The retired schoolteacher, now in his 80s, had a contractor come in last summer to makeover his front lawn and to pave the second driveway on his property on the sharp, hilly turn on Lomond Street.
He was mad enough when the snowplow operator kept dumping snow into his often unoccupied lower driveway, rendering it unusable for him. He was even more irate when the snow began to melt and revealed his front lawn has been torn up by the snowplow blade.
There are tire marks trenched into the front of his lawn above the curbside, and sod and dirt atop the nearly melted snowbank. His lower driveway is still not only filled with snow, but more sod and dirt that has been scoured off his newly repaired lawn.
“They have to come and repair this, but I want compensation too,” said Porter. “I’m considering talking to my lawyer and taking court action if I am not satisfied.”
Porter said the City of Corner Brook should be doing more to prevent this type of property damage from recurring on the same properties every year.
“There should be more communication between the managers and the people driving these snowplows and snowblowers,” he said, adding that the city should be removing snow from areas where efficient snowclearing operations are a challenge.
“They should be using trucks to remove the snow and dump it in the harbour or something like that.”
See REPAIRED on page 2
The City of Corner Brook repaired 190 lawns damaged by snowclearing operations last year. The claims don’t usually start coming in until later in spring, but there are 30 such requests filed with the city so far this year.
The city allocates $20,000 for property damage claims and usually works within that budget.
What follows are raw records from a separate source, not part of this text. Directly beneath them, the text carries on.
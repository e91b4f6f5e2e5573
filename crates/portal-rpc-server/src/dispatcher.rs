//! Request dispatcher
//!
//! Drives every call through
//! `Received → EnvelopeParsed → MethodResolved → Authorized → ArgumentsBound
//! → Invoked → Succeeded | Failed → ResponseBuilt`. A failure at any stage
//! is classified by the [`ErrorMapper`] using the stage it happened in.
//! Batch elements each run their own pipeline, in input order.

use std::panic::AssertUnwindSafe;
use std::sync::Arc;
use std::sync::atomic::{AtomicU8, Ordering};

use futures::FutureExt;
use serde_json::Value;
use tracing::{Instrument, debug, info_span};

use crate::auth::{AuthorizationGate, AuthorizationStore, StaticAuthorizationStore};
use crate::binder::ArgumentBinder;
use crate::config::{DispatcherConfig, Environment};
use crate::context::{CallContext, CallerIdentity};
use crate::fault::{RpcFault, RpcResult};
use crate::invoker::{DirectInvoker, HandlerInvoker, panic_fault};
use crate::mapper::ErrorMapper;
use crate::registry::MethodRegistry;
use crate::reporter::{ErrorReporter, ExternalErrorFormatter, TracingErrorReporter};
use crate::request::RpcRequest;
use crate::response::{DispatchOutcome, RpcMessage};
use crate::types::RequestId;

/// Lifecycle stage of one call
#[derive(Debug, Clone, Copy, PartialEq, Eq, PartialOrd, Ord, Hash)]
#[repr(u8)]
pub enum Stage {
    Received = 0,
    EnvelopeParsed = 1,
    MethodResolved = 2,
    Authorized = 3,
    ArgumentsBound = 4,
    Invoked = 5,
    Succeeded = 6,
    Failed = 7,
    ResponseBuilt = 8,
}

impl Stage {
    fn from_u8(value: u8) -> Self {
        match value {
            0 => Stage::Received,
            1 => Stage::EnvelopeParsed,
            2 => Stage::MethodResolved,
            3 => Stage::Authorized,
            4 => Stage::ArgumentsBound,
            5 => Stage::Invoked,
            6 => Stage::Succeeded,
            7 => Stage::Failed,
            _ => Stage::ResponseBuilt,
        }
    }
}

/// Stage of an in-flight call. Only moves forward.
#[derive(Debug)]
struct StageCell(AtomicU8);

impl StageCell {
    fn new() -> Self {
        Self(AtomicU8::new(Stage::Received as u8))
    }

    fn get(&self) -> Stage {
        Stage::from_u8(self.0.load(Ordering::Acquire))
    }

    fn advance(&self, next: Stage) {
        let previous = Stage::from_u8(self.0.fetch_max(next as u8, Ordering::AcqRel));
        if previous < next {
            debug!(from = ?previous, to = ?next, "Stage transition");
        }
    }
}

struct DispatcherInner {
    registry: Arc<MethodRegistry>,
    gate: AuthorizationGate,
    binder: ArgumentBinder,
    invoker: Arc<dyn HandlerInvoker>,
    mapper: ErrorMapper,
    config: DispatcherConfig,
}

/// JSON-RPC 2.0 endpoint
///
/// Cheap to clone; clones share the same registry and collaborators.
#[derive(Clone)]
pub struct Dispatcher {
    inner: Arc<DispatcherInner>,
}

impl Dispatcher {
    pub fn builder() -> DispatcherBuilder {
        DispatcherBuilder::default()
    }

    pub fn registry(&self) -> &MethodRegistry {
        &self.inner.registry
    }

    pub fn config(&self) -> &DispatcherConfig {
        &self.inner.config
    }

    /// Handle a raw request body (single call or batch).
    pub async fn handle_body(&self, body: &str, identity: &CallerIdentity) -> DispatchOutcome {
        match serde_json::from_str::<Value>(body) {
            Ok(value) => self.handle_value(value, identity).await,
            Err(err) => {
                debug!("Rejecting unparseable request body: {}", err);
                let id = RequestId::sentinel();
                let error = self.inner.mapper.map(&RpcFault::Parse(err.to_string()), Stage::Received, &id, None);
                DispatchOutcome::Single(RpcMessage::error(id, error))
            }
        }
    }

    /// Handle an already decoded request body.
    pub async fn handle_value(&self, value: Value, identity: &CallerIdentity) -> DispatchOutcome {
        match AssertUnwindSafe(self.dispatch_value(value, identity))
            .catch_unwind()
            .await
        {
            Ok(outcome) => outcome,
            Err(payload) => {
                let id = RequestId::sentinel();
                let fault = panic_fault(payload.as_ref());
                let error = self.inner.mapper.map(&fault, Stage::Received, &id, None);
                DispatchOutcome::Single(RpcMessage::error(id, error))
            }
        }
    }

    /// Handle one request whose envelope the transport already validated.
    pub async fn handle_request(&self, request: RpcRequest, identity: &CallerIdentity) -> RpcMessage {
        let id = request.id.clone();
        let method = request.method.clone();
        let stage = StageCell::new();
        stage.advance(Stage::EnvelopeParsed);

        let span = info_span!("rpc_call", method = %method, id = %id);
        let call = self.execute(request, identity, &stage).instrument(span);
        match AssertUnwindSafe(call).catch_unwind().await {
            Ok(message) => message,
            Err(payload) => self.fail(&panic_fault(payload.as_ref()), &stage, id, Some(&method)),
        }
    }

    async fn dispatch_value(&self, value: Value, identity: &CallerIdentity) -> DispatchOutcome {
        match value {
            Value::Array(items) if items.is_empty() => {
                debug!("Rejecting empty batch");
                let id = RequestId::sentinel();
                let fault = RpcFault::InvalidRequest("empty batch".to_string());
                let error = self.inner.mapper.map(&fault, Stage::Received, &id, None);
                DispatchOutcome::Single(RpcMessage::error(id, error))
            }
            Value::Array(items) => {
                debug!("Dispatching batch of {} calls", items.len());
                let mut responses = Vec::with_capacity(items.len());
                for item in &items {
                    responses.push(self.handle_element(item, identity).await);
                }
                DispatchOutcome::Batch(responses)
            }
            single => DispatchOutcome::Single(self.handle_element(&single, identity).await),
        }
    }

    /// Run one call in its own failure boundary.
    async fn handle_element(&self, value: &Value, identity: &CallerIdentity) -> RpcMessage {
        let stage = StageCell::new();
        match AssertUnwindSafe(self.run_call(value, identity, &stage))
            .catch_unwind()
            .await
        {
            Ok(message) => message,
            Err(payload) => {
                let id = RequestId::from_envelope(value.get("id"));
                let method = value.get("method").and_then(Value::as_str);
                self.fail(&panic_fault(payload.as_ref()), &stage, id, method)
            }
        }
    }

    async fn run_call(&self, value: &Value, identity: &CallerIdentity, stage: &StageCell) -> RpcMessage {
        let request = match RpcRequest::from_value(value) {
            Ok(request) => request,
            Err((id, reason)) => {
                debug!(id = %id, "Invalid request envelope: {}", reason);
                return self.fail(&RpcFault::InvalidRequest(reason.to_string()), stage, id, None);
            }
        };
        stage.advance(Stage::EnvelopeParsed);

        let span = info_span!("rpc_call", method = %request.method, id = %request.id);
        self.execute(request, identity, stage).instrument(span).await
    }

    async fn execute(&self, request: RpcRequest, identity: &CallerIdentity, stage: &StageCell) -> RpcMessage {
        let id = request.id.clone();
        let method = request.method.clone();

        match self.pipeline(request, identity, stage).await {
            Ok(result) => {
                stage.advance(Stage::Succeeded);
                let message = RpcMessage::success(id, result);
                stage.advance(Stage::ResponseBuilt);
                message
            }
            Err(fault) => self.fail(&fault, stage, id, Some(&method)),
        }
    }

    async fn pipeline(&self, request: RpcRequest, identity: &CallerIdentity, stage: &StageCell) -> RpcResult<Value> {
        let inner = &self.inner;

        let descriptor = inner
            .registry
            .lookup(&request.method)
            .ok_or_else(|| RpcFault::MethodNotFound(request.method.clone()))?;
        stage.advance(Stage::MethodResolved);

        inner.gate.authorize(identity, &request.method).await?;
        stage.advance(Stage::Authorized);

        let args = inner
            .binder
            .bind(descriptor, request.params.as_ref(), identity)?;
        stage.advance(Stage::ArgumentsBound);

        let ctx = CallContext::new(request.method, request.id, identity.clone());
        let result = inner.invoker.invoke(descriptor, args, ctx).await;
        stage.advance(Stage::Invoked);
        result
    }

    /// Classify `fault` against the stage the call had reached.
    fn fail(&self, fault: &RpcFault, stage: &StageCell, id: RequestId, method: Option<&str>) -> RpcMessage {
        let at = stage.get();
        stage.advance(Stage::Failed);
        let error = self.inner.mapper.map(fault, at, &id, method);
        debug!(code = error.code, "Call failed: {}", fault);
        let message = RpcMessage::error(id, error);
        stage.advance(Stage::ResponseBuilt);
        message
    }
}

/// Assembles a [`Dispatcher`]
pub struct DispatcherBuilder {
    registry: Arc<MethodRegistry>,
    store: Arc<dyn AuthorizationStore>,
    invoker: Arc<dyn HandlerInvoker>,
    reporter: Arc<dyn ErrorReporter>,
    formatter: Option<Arc<dyn ExternalErrorFormatter>>,
    config: DispatcherConfig,
}

impl Default for DispatcherBuilder {
    fn default() -> Self {
        Self {
            registry: Arc::new(MethodRegistry::default()),
            store: Arc::new(StaticAuthorizationStore::new()),
            invoker: Arc::new(DirectInvoker),
            reporter: Arc::new(TracingErrorReporter),
            formatter: None,
            config: DispatcherConfig::default(),
        }
    }
}

impl DispatcherBuilder {
    pub fn registry(mut self, registry: impl Into<Arc<MethodRegistry>>) -> Self {
        self.registry = registry.into();
        self
    }

    pub fn authorization_store(mut self, store: Arc<dyn AuthorizationStore>) -> Self {
        self.store = store;
        self
    }

    pub fn invoker(mut self, invoker: Arc<dyn HandlerInvoker>) -> Self {
        self.invoker = invoker;
        self
    }

    pub fn error_reporter(mut self, reporter: Arc<dyn ErrorReporter>) -> Self {
        self.reporter = reporter;
        self
    }

    pub fn external_error_formatter(mut self, formatter: Arc<dyn ExternalErrorFormatter>) -> Self {
        self.formatter = Some(formatter);
        self
    }

    pub fn config(mut self, config: DispatcherConfig) -> Self {
        self.config = config;
        self
    }

    /// Skip authorization for every call (local development, tests).
    pub fn authorization_disabled(mut self, disabled: bool) -> Self {
        self.config.authorization_disabled = disabled;
        self
    }

    pub fn environment(mut self, environment: Environment) -> Self {
        self.config.environment = environment;
        self
    }

    pub fn build(self) -> Dispatcher {
        let gate = AuthorizationGate::new(self.store, self.registry.clone())
            .disabled(self.config.authorization_disabled);

        let mut mapper = ErrorMapper::new(self.config.environment).with_reporter(self.reporter);
        if let Some(formatter) = self.formatter {
            mapper = mapper.with_formatter(formatter);
        }

        debug!(
            methods = self.registry.len(),
            environment = %self.config.environment,
            authorization_disabled = self.config.authorization_disabled,
            "Dispatcher built"
        );

        Dispatcher {
            inner: Arc::new(DispatcherInner {
                registry: self.registry,
                gate,
                binder: ArgumentBinder::new(),
                invoker: self.invoker,
                mapper,
                config: self.config,
            }),
        }
    }
}
//! # Portal JSON-RPC 2.0 Dispatcher
//!
//! Transport-agnostic JSON-RPC 2.0 dispatch core for the intranet portal.
//! The transport hands over a request body and the authenticated caller;
//! the dispatcher answers with a single response or a batch array.
//!
//! ## Pipeline
//! - **Registry**: method name to typed handler, built once at startup
//! - **Authorization**: action then menu capability check, before any handler runs
//! - **Binding**: `params` mapped onto the handler signature field by field, every violation reported at once
//! - **Invocation**: handler errors and panics captured per call
//! - **Normalization**: results serialized through serde, enums as `{name, value?, title?}`
//! - **Error mapping**: one error envelope for the whole failure taxonomy
//!
//! ```rust,no_run
//! use portal_rpc_server::prelude::*;
//! use serde_json::json;
//!
//! # async fn run() -> Result<(), RegistryError> {
//! let registry = MethodRegistry::builder()
//!     .register(
//!         "directory.greet",
//!         positional(
//!             vec![ParamSpec::required("name", ParamKind::String)],
//!             |args: Arguments, _ctx: CallContext| async move {
//!                 let name: String = args.get("name")?;
//!                 Ok(json!({ "greeting": format!("Hello, {name}") }))
//!             },
//!         ),
//!     )
//!     .build()?;
//!
//! let dispatcher = Dispatcher::builder().registry(registry).build();
//! let outcome = dispatcher
//!     .handle_body(
//!         r#"{"jsonrpc":"2.0","method":"directory.greet","params":["Ada"],"id":1}"#,
//!         &CallerIdentity::anonymous(),
//!     )
//!     .await;
//! println!("{}", outcome.to_json_string());
//! # Ok(())
//! # }
//! ```

extern crate self as portal_rpc_server;

pub mod auth;
pub mod binder;
pub mod config;
pub mod context;
pub mod dispatcher;
pub mod error;
pub mod fault;
pub mod invoker;
pub mod mapper;
pub mod method;
pub mod normalize;
pub mod registry;
pub mod reporter;
pub mod request;
pub mod response;
pub mod types;
pub mod validate;

pub mod prelude;

// Re-export main types
pub use auth::{AuthorizationGate, AuthorizationStore, StaticAuthorizationStore};
pub use binder::{ArgumentBinder, Arguments, BoundArguments};
pub use config::{ConfigError, DispatcherConfig, Environment};
pub use context::{CallContext, CallerIdentity};
pub use dispatcher::{Dispatcher, DispatcherBuilder, Stage};
pub use error::{RpcErrorCode, RpcErrorObject, RpcErrorResponse};
pub use fault::{RpcFault, RpcResult, Violation};
pub use invoker::{DirectInvoker, HandlerInvoker};
pub use mapper::ErrorMapper;
pub use method::{MethodSignature, ParamKind, ParamSpec, RpcMethod, automapped, positional};
pub use normalize::{ToWireValue, WireEnum, normalize, serialize_wire_enum};
pub use registry::{
    AccessRule, MethodBinding, MethodBindingSource, MethodDescriptor, MethodRegistry,
    MethodRegistryBuilder, RegistryError,
};
pub use reporter::{
    CodeTableFormatter, ErrorReporter, ExternalErrorFormatter, FaultReport, QueuedErrorReporter,
    ReportedFault, TracingErrorReporter,
};
pub use request::{RequestParams, RpcRequest};
pub use response::{DispatchOutcome, RpcMessage, RpcResponse};
pub use types::{JsonRpcVersion, RequestId};
pub use validate::{FromParams, RequestValidator, Validate, Validator, Violations};

#[cfg(feature = "derive")]
pub use portal_rpc_derive::{FromParams, WireEnum};

#[doc(hidden)]
pub mod __private {
    pub use serde;
    pub use serde_json;
}

/// JSON-RPC 2.0 version constant
pub const JSONRPC_VERSION: &str = "2.0";

/// Error codes used on the wire
pub mod error_codes {
    pub const PARSE_ERROR: i64 = -32700;
    pub const INVALID_REQUEST: i64 = -32600;
    pub const METHOD_NOT_FOUND: i64 = -32601;
    pub const INTERNAL_ERROR: i64 = -32603;

    // HTTP-style statuses
    pub const BAD_REQUEST: u16 = 400;
    pub const FORBIDDEN: u16 = 403;
    pub const NOT_FOUND: u16 = 404;
    pub const SERVER_ERROR: u16 = 500;
}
Porter said he has called the city about his concerns, but has not yet filed a claim.
“I want someone to come and talk to me about this first and to take a look at what they did to my lawn,” he said.
Rayna Luther, the City of Corner Brook’s assistant director of operational services, said it is not the city’s policy to meet with property owners who file claims.
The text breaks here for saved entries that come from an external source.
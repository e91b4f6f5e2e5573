use serde::{Deserialize, Serialize};
use serde_json::Value;

use crate::error::{RpcErrorObject, RpcErrorResponse};
use crate::types::{JsonRpcVersion, RequestId};

/// A successful JSON-RPC response
#[derive(Debug, Clone, PartialEq, Serialize, Deserialize)]
pub struct RpcResponse {
    #[serde(rename = "jsonrpc")]
    pub version: JsonRpcVersion,
    pub result: Value,
    pub id: RequestId,
}

impl RpcResponse {
    pub fn success(id: RequestId, result: Value) -> Self {
        Self {
            version: JsonRpcVersion::V2_0,
            result,
            id,
        }
    }
}

/// Either a success or an error response.
///
/// Keeping the two apart at the type level guarantees that no entry ever
/// carries both `result` and `error`.
#[derive(Debug, Clone, PartialEq, Serialize, Deserialize)]
#[serde(untagged)]
pub enum RpcMessage {
    /// Error response with error field
    Error(RpcErrorResponse),
    /// Successful response with result field
    Response(RpcResponse),
}

impl RpcMessage {
    pub fn success(id: RequestId, result: Value) -> Self {
        Self::Response(RpcResponse::success(id, result))
    }

    pub fn error(id: RequestId, error: RpcErrorObject) -> Self {
        Self::Error(RpcErrorResponse::new(id, error))
    }

    pub fn is_error(&self) -> bool {
        matches!(self, RpcMessage::Error(_))
    }

    pub fn id(&self) -> &RequestId {
        match self {
            RpcMessage::Response(resp) => &resp.id,
            RpcMessage::Error(err) => &err.id,
        }
    }

    pub fn result(&self) -> Option<&Value> {
        match self {
            RpcMessage::Response(resp) => Some(&resp.result),
            RpcMessage::Error(_) => None,
        }
    }

    pub fn error_object(&self) -> Option<&RpcErrorObject> {
        match self {
            RpcMessage::Response(_) => None,
            RpcMessage::Error(err) => Some(&err.error),
        }
    }
}

impl From<RpcResponse> for RpcMessage {
    fn from(response: RpcResponse) -> Self {
        Self::Response(response)
    }
}

impl From<RpcErrorResponse> for RpcMessage {
    fn from(error: RpcErrorResponse) -> Self {
        Self::Error(error)
    }
}

/// What the transport should write back: one object, or an array
/// matching the shape of a batch request.
#[derive(Debug, Clone, PartialEq, Serialize)]
#[serde(untagged)]
pub enum DispatchOutcome {
    Single(RpcMessage),
    Batch(Vec<RpcMessage>),
}

impl DispatchOutcome {
    pub fn is_batch(&self) -> bool {
        matches!(self, DispatchOutcome::Batch(_))
    }

    /// Response entries in request order
    pub fn messages(&self) -> &[RpcMessage] {
        match self {
            DispatchOutcome::Single(message) => std::slice::from_ref(message),
            DispatchOutcome::Batch(messages) => messages,
        }
    }

    pub fn to_value(&self) -> Value {
        // Every field is a plain string, integer or already-built Value.
        serde_json::to_value(self).unwrap_or(Value::Null)
    }

    pub fn to_json_string(&self) -> String {
        self.to_value().to_string()
    }
}
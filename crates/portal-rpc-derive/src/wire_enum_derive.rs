//! Implementation of #[derive(WireEnum)]

use proc_macro2::TokenStream;
use quote::quote;
use syn::{Data, DeriveInput, Fields, Lit, Result};

use crate::utils::extract_wire_meta;

struct VariantSpec {
    pattern: TokenStream,
    name: String,
    value: Option<TokenStream>,
    title: Option<String>,
}

pub fn derive_wire_enum_impl(input: DeriveInput) -> Result<TokenStream> {
    let ident = &input.ident;
    let (impl_generics, ty_generics, where_clause) = input.generics.split_for_impl();

    let Data::Enum(data) = &input.data else {
        return Err(syn::Error::new_spanned(
            ident,
            "WireEnum can only be derived for enums",
        ));
    };
    if data.variants.is_empty() {
        return Err(syn::Error::new_spanned(
            ident,
            "WireEnum cannot be derived for an enum without variants",
        ));
    }

    let mut variants = Vec::with_capacity(data.variants.len());
    for variant in &data.variants {
        if !matches!(variant.fields, Fields::Unit) {
            return Err(syn::Error::new_spanned(
                variant,
                "WireEnum variants cannot carry data",
            ));
        }
        let meta = extract_wire_meta(&variant.attrs)?;
        let variant_ident = &variant.ident;

        let value = match (&meta.value, &variant.discriminant) {
            (Some(lit), _) => Some(literal_value(lit)),
            (None, Some(_)) => Some(quote! {
                ::portal_rpc_server::__private::serde_json::Value::from(#ident::#variant_ident as i64)
            }),
            (None, None) => None,
        };

        variants.push(VariantSpec {
            pattern: quote! { #ident::#variant_ident },
            name: meta.name.unwrap_or_else(|| variant_ident.to_string()),
            value,
            title: meta.title,
        });
    }

    let backed = variants.iter().filter(|v| v.value.is_some()).count();
    if backed != 0 && backed != variants.len() {
        return Err(syn::Error::new_spanned(
            ident,
            "every variant needs a value (discriminant or #[wire(value = ...)]) once any variant has one",
        ));
    }

    let name_arms = variants.iter().map(|v| {
        let pattern = &v.pattern;
        let name = &v.name;
        quote! { #pattern => #name }
    });

    let value_fn = if backed == 0 {
        quote! {}
    } else {
        let arms = variants.iter().map(|v| {
            let pattern = &v.pattern;
            let value = &v.value;
            quote! { #pattern => ::core::option::Option::Some(#value) }
        });
        quote! {
            fn wire_value(&self) -> ::core::option::Option<::portal_rpc_server::__private::serde_json::Value> {
                match self {
                    #(#arms,)*
                }
            }
        }
    };

    let title_fn = if variants.iter().all(|v| v.title.is_none()) {
        quote! {}
    } else {
        let arms = variants.iter().map(|v| {
            let pattern = &v.pattern;
            match &v.title {
                Some(title) => quote! {
                    #pattern => ::core::option::Option::Some(::std::borrow::Cow::Borrowed(#title))
                },
                None => quote! { #pattern => ::core::option::Option::None },
            }
        });
        quote! {
            fn wire_title(&self) -> ::core::option::Option<::std::borrow::Cow<'static, str>> {
                match self {
                    #(#arms,)*
                }
            }
        }
    };

    Ok(quote! {
        #[automatically_derived]
        impl #impl_generics ::portal_rpc_server::normalize::WireEnum for #ident #ty_generics #where_clause {
            fn wire_name(&self) -> &'static str {
                match self {
                    #(#name_arms,)*
                }
            }

            #value_fn

            #title_fn
        }

        #[automatically_derived]
        impl #impl_generics ::portal_rpc_server::__private::serde::Serialize for #ident #ty_generics #where_clause {
            fn serialize<__S>(&self, serializer: __S) -> ::core::result::Result<__S::Ok, __S::Error>
            where
                __S: ::portal_rpc_server::__private::serde::Serializer,
            {
                ::portal_rpc_server::normalize::serialize_wire_enum(self, serializer)
            }
        }
    })
}

fn literal_value(lit: &Lit) -> TokenStream {
    let value = quote! { ::portal_rpc_server::__private::serde_json::Value };
    match lit {
        Lit::Int(_) => quote! { #value::from(#lit as i64) },
        Lit::Float(_) => quote! { #value::from(#lit as f64) },
        _ => quote! { #value::from(#lit) },
    }
}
“We add them all to a list and then, when the contract is awarded, those addresses get passed on to the contractor and we follow up that way,” said Luther, noting that the tender for that contract will be advertised this coming weekend.
According to the city’s website, claims are reviewed and property owners are notified by mail of the city’s decision regarding whether the property will be repaired.
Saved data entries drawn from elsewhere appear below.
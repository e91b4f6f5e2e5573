//! Dispatcher configuration

use std::fmt;
use std::str::FromStr;

use serde::{Deserialize, Serialize};
use thiserror::Error;

/// Environment variable switching authorization off
pub const AUTH_DISABLED_VAR: &str = "PORTAL_RPC_AUTH_DISABLED";
/// Environment variable naming the deployment environment
pub const ENVIRONMENT_VAR: &str = "PORTAL_RPC_ENV";

/// Deployment environment
#[derive(Debug, Clone, Copy, Default, PartialEq, Eq, Serialize, Deserialize)]
#[serde(rename_all = "lowercase")]
pub enum Environment {
    #[default]
    Production,
    Staging,
    Development,
    Test,
}

impl Environment {
    /// Production-like environments never expose exception detail.
    pub fn is_production(&self) -> bool {
        matches!(self, Environment::Production | Environment::Staging)
    }

    pub fn as_str(&self) -> &'static str {
        match self {
            Environment::Production => "production",
            Environment::Staging => "staging",
            Environment::Development => "development",
            Environment::Test => "test",
        }
    }
}

impl fmt::Display for Environment {
    fn fmt(&self, f: &mut fmt::Formatter<'_>) -> fmt::Result {
        f.write_str(self.as_str())
    }
}

impl FromStr for Environment {
    type Err = ConfigError;

    fn from_str(s: &str) -> Result<Self, Self::Err> {
        match s.trim().to_ascii_lowercase().as_str() {
            "production" | "prod" => Ok(Environment::Production),
            "staging" => Ok(Environment::Staging),
            "development" | "dev" => Ok(Environment::Development),
            "test" => Ok(Environment::Test),
            _ => Err(ConfigError::InvalidEnvironment(s.to_string())),
        }
    }
}

#[derive(Debug, Clone, PartialEq, Eq, Error)]
pub enum ConfigError {
    #[error("unknown environment '{0}'")]
    InvalidEnvironment(String),

    #[error("{var} must be a boolean, got '{value}'")]
    InvalidFlag { var: &'static str, value: String },
}

/// Runtime switches of the dispatcher
#[derive(Debug, Clone, Default, PartialEq, Eq, Serialize, Deserialize)]
#[serde(default)]
pub struct DispatcherConfig {
    /// Skip the action and menu checks for every call
    pub authorization_disabled: bool,
    pub environment: Environment,
}

impl DispatcherConfig {
    pub fn new() -> Self {
        Self::default()
    }

    pub fn authorization_disabled(mut self, disabled: bool) -> Self {
        self.authorization_disabled = disabled;
        self
    }

    pub fn environment(mut self, environment: Environment) -> Self {
        self.environment = environment;
        self
    }

    /// Read [`AUTH_DISABLED_VAR`] and [`ENVIRONMENT_VAR`] from the process
    /// environment; unset variables keep their defaults.
    pub fn from_env() -> Result<Self, ConfigError> {
        Self::from_lookup(|var| std::env::var(var).ok())
    }

    pub fn from_lookup<F>(lookup: F) -> Result<Self, ConfigError>
    where
        F: Fn(&str) -> Option<String>,
    {
        let mut config = Self::default();

        if let Some(value) = lookup(AUTH_DISABLED_VAR) {
            config.authorization_disabled = parse_flag(AUTH_DISABLED_VAR, &value)?;
        }
        if let Some(value) = lookup(ENVIRONMENT_VAR) {
            config.environment = value.parse()?;
        }

        Ok(config)
    }
}

fn parse_flag(var: &'static str, value: &str) -> Result<bool, ConfigError> {
    match value.trim().to_ascii_lowercase().as_str() {
        "1" | "true" | "yes" | "on" => Ok(true),
        "0" | "false" | "no" | "off" | "" => Ok(false),
        _ => Err(ConfigError::InvalidFlag {
            var,
            value: value.to_string(),
        }),
    }
}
It’s difficult to prevent damage in some areas, but Luther said there are ways to help snowclearing equipment operators know where lawns are beneath the snowbanks.
“People on corner lots are trickier and there are some cases where we get repeat ones,” she commented. “We do allow people to put up wooden markers and the operators do their best to work around them. Sometimes they get knocked down, unfortunately, but in some cases they do help minimize the damage.”
Given the number of lawns in Corner Brook, the amount of snow the area gets in an average winter and the frequency of snowclearing operations, Luther said 190 repair jobs last season is typical and not an unreasonable number.
As for using equipment smaller than the big loaders on troublesome avenues, Luther believes Lomond Street is big enough for the larger heavy equipment.
“On the smaller streets, we do use smaller equipment like backhoes with blades on them, but the loaders are sufficient for roads the size of Lomond Street,” she said.